(Data entries)
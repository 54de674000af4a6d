//! Identity store port for per-user metadata at the identity provider.
//!
//! The identity provider is the only store of persisted state in this
//! system. This port exposes exactly the operations the relay needs:
//! read the metadata object and overwrite it wholesale.
//!
//! # Concurrency
//!
//! `get_metadata` followed by `set_metadata` is **not** atomic. Concurrent
//! webhook deliveries for the same user can interleave between the read
//! and the write; that race is accepted behavior for this relay.

use async_trait::async_trait;
use thiserror::Error;

use crate::domain::billing::MetadataMap;
use crate::domain::foundation::UserId;

/// Reads and overwrites per-user metadata at the identity provider.
///
/// # Contract
///
/// Implementations must:
/// - Return the full metadata object (empty map if the user has none)
/// - Replace the stored object wholesale on `set_metadata`
/// - Return `IdentityError::UserNotFound` if the user doesn't exist
#[async_trait]
pub trait IdentityStore: Send + Sync {
    /// Fetch the metadata object stored for a user.
    async fn get_metadata(&self, user_id: &UserId) -> Result<MetadataMap, IdentityError>;

    /// Overwrite the metadata object stored for a user.
    async fn set_metadata(
        &self,
        user_id: &UserId,
        metadata: MetadataMap,
    ) -> Result<(), IdentityError>;
}

/// Errors from identity store operations.
#[derive(Debug, Clone, Error)]
pub enum IdentityError {
    /// No user exists with the given id.
    #[error("User not found")]
    UserNotFound,

    /// The identity provider rejected the request.
    #[error("Identity provider error{}: {message}", .status.map(|s| format!(" ({})", s)).unwrap_or_default())]
    Api {
        /// HTTP status returned by the provider, if any.
        status: Option<u16>,
        message: String,
    },

    /// Transport-level failure reaching the identity provider.
    #[error("Identity provider unreachable: {0}")]
    Network(String),
}

impl IdentityError {
    /// Creates an API error.
    pub fn api(status: Option<u16>, message: impl Into<String>) -> Self {
        Self::Api {
            status,
            message: message.into(),
        }
    }

    /// Creates a network error.
    pub fn network(message: impl Into<String>) -> Self {
        Self::Network(message.into())
    }
}
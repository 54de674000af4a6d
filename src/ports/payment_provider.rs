//! Payment provider port for external payment processing.
//!
//! Defines the contract for the payments gateway integration (e.g. Polar).
//! Implementations handle checkout/portal session creation, catalog reads,
//! and webhook signature verification.
//!
//! # Design
//!
//! - **Gateway agnostic**: the interface carries no provider wire types
//! - **Stateless**: nothing is cached or tracked locally
//! - **Typed errors**: input validation, upstream failure, and network
//!   failure are distinct variants, so HTTP mapping never inspects strings

use async_trait::async_trait;
use serde::{Deserialize, Serialize};
use std::collections::HashMap;
use thiserror::Error;

/// Port for the payment provider integration.
#[async_trait]
pub trait PaymentProvider: Send + Sync {
    /// Create a checkout session for the given options bundle.
    ///
    /// The request's metadata must be attached verbatim to the session so
    /// webhook processing can link it back to a user identity.
    async fn create_checkout_session(
        &self,
        request: CreateCheckoutRequest,
    ) -> Result<CheckoutSession, PaymentError>;

    /// Fetch an existing checkout session by provider id.
    async fn get_checkout_session(&self, session_id: &str)
        -> Result<CheckoutSession, PaymentError>;

    /// Create a customer portal session for subscription self-management.
    ///
    /// Returns a URL the customer can visit to manage their subscription.
    async fn create_portal_session(&self, customer_id: &str)
        -> Result<PortalSession, PaymentError>;

    /// List purchasable products (active, recurring, non-archived).
    async fn list_products(&self) -> Result<Vec<Product>, PaymentError>;

    /// Verify a webhook signature and parse the event.
    ///
    /// Returns the parsed event if valid, `PaymentError::InvalidWebhook`
    /// if the signature (or payload) is not.
    async fn verify_webhook(
        &self,
        payload: &[u8],
        headers: &WebhookHeaders,
    ) -> Result<WebhookEvent, PaymentError>;
}

/// Signature-bearing headers accompanying a webhook delivery.
///
/// The standard-webhooks scheme signs `{id}.{timestamp}.{payload}`, so all
/// three raw header values are needed for verification.
#[derive(Debug, Clone)]
pub struct WebhookHeaders {
    /// Unique delivery id (`webhook-id`).
    pub id: String,

    /// Raw delivery timestamp (`webhook-timestamp`).
    pub timestamp: String,

    /// Space-delimited `v1,<base64>` signature list (`webhook-signature`).
    pub signature: String,
}

/// Request to create a checkout session.
#[derive(Debug, Clone)]
pub struct CreateCheckoutRequest {
    /// Caller-supplied checkout options, forwarded to the provider as-is.
    pub options: serde_json::Map<String, serde_json::Value>,

    /// Redirect target after a completed checkout.
    pub success_url: String,

    /// Metadata attached to the session. The identity link lives here and
    /// must override any same-named key inside `options`.
    pub metadata: HashMap<String, String>,
}

/// Checkout session created by the payment provider.
#[derive(Debug, Clone, Serialize, Deserialize)]
pub struct CheckoutSession {
    /// Provider's session id.
    pub id: String,

    /// URL for the customer to complete checkout.
    pub url: String,

    /// Provider customer id, once known.
    pub customer_id: Option<String>,

    /// Metadata echoed back by the provider.
    #[serde(default)]
    pub metadata: HashMap<String, String>,
}

/// Portal session for subscription management.
#[derive(Debug, Clone, Serialize, Deserialize)]
pub struct PortalSession {
    /// Provider's session id.
    pub id: String,

    /// URL for the customer to access the portal.
    pub url: String,
}

/// Catalog product as returned by the payment provider.
#[derive(Debug, Clone, Serialize, Deserialize)]
pub struct Product {
    /// Provider's product id.
    pub id: String,

    /// Display name.
    pub name: String,

    /// Marketing description.
    pub description: Option<String>,

    /// Whether the product bills on a recurring interval.
    pub is_recurring: bool,

    /// Whether the product has been archived.
    pub is_archived: bool,

    /// Prices attached to the product, in catalog order.
    pub prices: Vec<ProductPrice>,

    /// Benefits granted by the product.
    pub benefits: Vec<Benefit>,
}

/// A product price, normalized from the provider's wire shape.
///
/// Either field may be absent upstream; downstream consumers supply
/// defaults rather than failing.
#[derive(Debug, Clone, Default, Serialize, Deserialize)]
pub struct ProductPrice {
    /// Amount in minor units (cents).
    pub amount_minor: Option<i64>,

    /// ISO currency code.
    pub currency: Option<String>,
}

/// A benefit granted by a product.
#[derive(Debug, Clone, Serialize, Deserialize)]
pub struct Benefit {
    /// Human-readable benefit description.
    pub description: String,
}

/// Webhook event from the payment provider, after verification.
#[derive(Debug, Clone, Serialize, Deserialize)]
pub struct WebhookEvent {
    /// Delivery id from the provider.
    pub id: String,

    /// Event type.
    pub event_type: WebhookEventType,

    /// Event payload.
    pub data: WebhookEventData,
}

/// Subscription lifecycle events this relay recognizes.
///
/// Dispatch is an enum switch with an explicit catch-all; new provider
/// event types land in `Unknown` and are acknowledged without action.
#[derive(Debug, Clone, PartialEq, Eq, Serialize, Deserialize)]
#[serde(rename_all = "snake_case")]
pub enum WebhookEventType {
    /// Subscription became active.
    SubscriptionActive,

    /// Subscription was revoked (access withdrawn).
    SubscriptionRevoked,

    /// Subscription was canceled but remains active until period end.
    SubscriptionCanceled,

    /// Any other event type.
    Unknown(String),
}

/// Webhook event payload.
#[derive(Debug, Clone, Serialize, Deserialize)]
#[serde(tag = "type")]
pub enum WebhookEventData {
    /// Subscription state carried by subscription.* events.
    #[serde(rename = "subscription")]
    Subscription {
        subscription_id: String,
        customer_id: String,
        /// Reference back to the originating checkout session.
        checkout_id: Option<String>,
        status: String,
    },

    /// Raw JSON for event types we don't model.
    #[serde(rename = "raw")]
    Raw { json: String },
}

/// Errors from payment provider operations.
#[derive(Debug, Clone, Error)]
pub enum PaymentError {
    /// The provider rejected the request input.
    #[error("provider rejected input: {message}")]
    Validation {
        message: String,
        /// Provider-supplied validation details, verbatim.
        details: Option<serde_json::Value>,
    },

    /// The provider returned a non-validation failure.
    #[error("provider API error{}: {message}", .status.map(|s| format!(" ({})", s)).unwrap_or_default())]
    Api {
        /// HTTP status returned by the provider, if any.
        status: Option<u16>,
        message: String,
    },

    /// Transport-level failure reaching the provider.
    #[error("provider unreachable: {0}")]
    Network(String),

    /// Webhook signature or payload could not be verified.
    #[error("invalid webhook: {0}")]
    InvalidWebhook(String),
}

impl PaymentError {
    /// Create a validation error.
    pub fn validation(message: impl Into<String>, details: Option<serde_json::Value>) -> Self {
        Self::Validation {
            message: message.into(),
            details,
        }
    }

    /// Create an API error.
    pub fn api(status: Option<u16>, message: impl Into<String>) -> Self {
        Self::Api {
            status,
            message: message.into(),
        }
    }

    /// Create a network error.
    pub fn network(message: impl Into<String>) -> Self {
        Self::Network(message.into())
    }

    /// Create an invalid webhook error.
    pub fn invalid_webhook(message: impl Into<String>) -> Self {
        Self::InvalidWebhook(message.into())
    }
}
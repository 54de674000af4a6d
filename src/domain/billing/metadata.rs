//! Billing metadata value object and its state transitions.
//!
//! The identity provider stores an arbitrary JSON object per user. This
//! relay owns four keys in that object: `subscriptionId`, `customerId`,
//! `plan`, and `status`. Two transitions exist:
//!
//! - **Activation** replaces the whole object with exactly those four keys.
//! - **Revocation** merges into the freshly-read object: a previously
//!   stored `subscriptionId` wins over the event's, `customerId` is
//!   overwritten, and plan/status drop to free/revoked. Keys this relay
//!   does not own survive the merge.

use serde_json::Value;

use super::{EntitlementStatus, Plan};

/// Metadata key for the provider subscription id.
pub const METADATA_SUBSCRIPTION_ID: &str = "subscriptionId";

/// Metadata key for the provider customer id.
pub const METADATA_CUSTOMER_ID: &str = "customerId";

/// Metadata key for the entitlement plan.
pub const METADATA_PLAN: &str = "plan";

/// Metadata key for the entitlement status.
pub const METADATA_STATUS: &str = "status";

/// The raw per-user metadata object as stored by the identity provider.
pub type MetadataMap = serde_json::Map<String, Value>;

/// The billing fields this relay writes into user metadata.
#[derive(Debug, Clone, PartialEq, Eq)]
pub struct BillingMetadata {
    pub subscription_id: String,
    pub customer_id: String,
    pub plan: Plan,
    pub status: EntitlementStatus,
}

impl BillingMetadata {
    /// Billing state after a subscription became active.
    pub fn activated(
        subscription_id: impl Into<String>,
        customer_id: impl Into<String>,
    ) -> Self {
        Self {
            subscription_id: subscription_id.into(),
            customer_id: customer_id.into(),
            plan: Plan::Pro,
            status: EntitlementStatus::Active,
        }
    }

    /// Billing state after a subscription was revoked.
    ///
    /// A `subscriptionId` already present in `existing` is preserved;
    /// otherwise the event's id is recorded. The event's customer id
    /// always wins.
    pub fn revoked(
        existing: &MetadataMap,
        event_subscription_id: impl Into<String>,
        customer_id: impl Into<String>,
    ) -> Self {
        let prior_subscription_id = existing
            .get(METADATA_SUBSCRIPTION_ID)
            .and_then(Value::as_str)
            .filter(|s| !s.is_empty())
            .map(str::to_string);

        Self {
            subscription_id: prior_subscription_id.unwrap_or_else(|| event_subscription_id.into()),
            customer_id: customer_id.into(),
            plan: Plan::Free,
            status: EntitlementStatus::Revoked,
        }
    }

    /// Produce a fresh metadata object holding exactly the billing fields.
    ///
    /// Used by the activation transition, which overwrites the stored
    /// object wholesale.
    pub fn into_map(self) -> MetadataMap {
        let mut map = MetadataMap::new();
        self.write_into(&mut map);
        map
    }

    /// Merge the billing fields into an existing metadata object.
    ///
    /// Used by the revocation transition; keys not owned by this relay
    /// are left untouched.
    pub fn merge_into(self, mut existing: MetadataMap) -> MetadataMap {
        self.write_into(&mut existing);
        existing
    }

    fn write_into(self, map: &mut MetadataMap) {
        map.insert(
            METADATA_SUBSCRIPTION_ID.to_string(),
            Value::String(self.subscription_id),
        );
        map.insert(
            METADATA_CUSTOMER_ID.to_string(),
            Value::String(self.customer_id),
        );
        map.insert(
            METADATA_PLAN.to_string(),
            Value::String(self.plan.as_str().to_string()),
        );
        map.insert(
            METADATA_STATUS.to_string(),
            Value::String(self.status.as_str().to_string()),
        );
    }
}

/// Read the stored customer id out of a metadata object, if any.
pub fn customer_id(metadata: &MetadataMap) -> Option<&str> {
    metadata
        .get(METADATA_CUSTOMER_ID)
        .and_then(Value::as_str)
        .filter(|s| !s.is_empty())
}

→ Your goal:
Reproduce the lines of the records exactly, from the first one through the line that contains "- Replace the".

→ Solution to this exercise:
repository 54de674000af4a6d
//! Identity store port for per-user metadata at the identity provider.
//!
//! The identity provider is the only store of persisted state in this
//! system. This port exposes exactly the operations the relay needs:
//! read the metadata object and overwrite it wholesale.
//!
//! # Concurrency
//!
//! `get_metadata` followed by `set_metadata` is **not** atomic. Concurrent
//! webhook deliveries for the same user can interleave between the read
//! and the write; that race is accepted behavior for this relay.

use async_trait::async_trait;
use thiserror::Error;

use crate::domain::billing::MetadataMap;
use crate::domain::foundation::UserId;

/// Reads and overwrites per-user metadata at the identity provider.
///
/// # Contract
///
/// Implementations must:
/// - Return the full metadata object (empty map if the user has none)
/// - Replace the stored object wholesale on `set_metadata`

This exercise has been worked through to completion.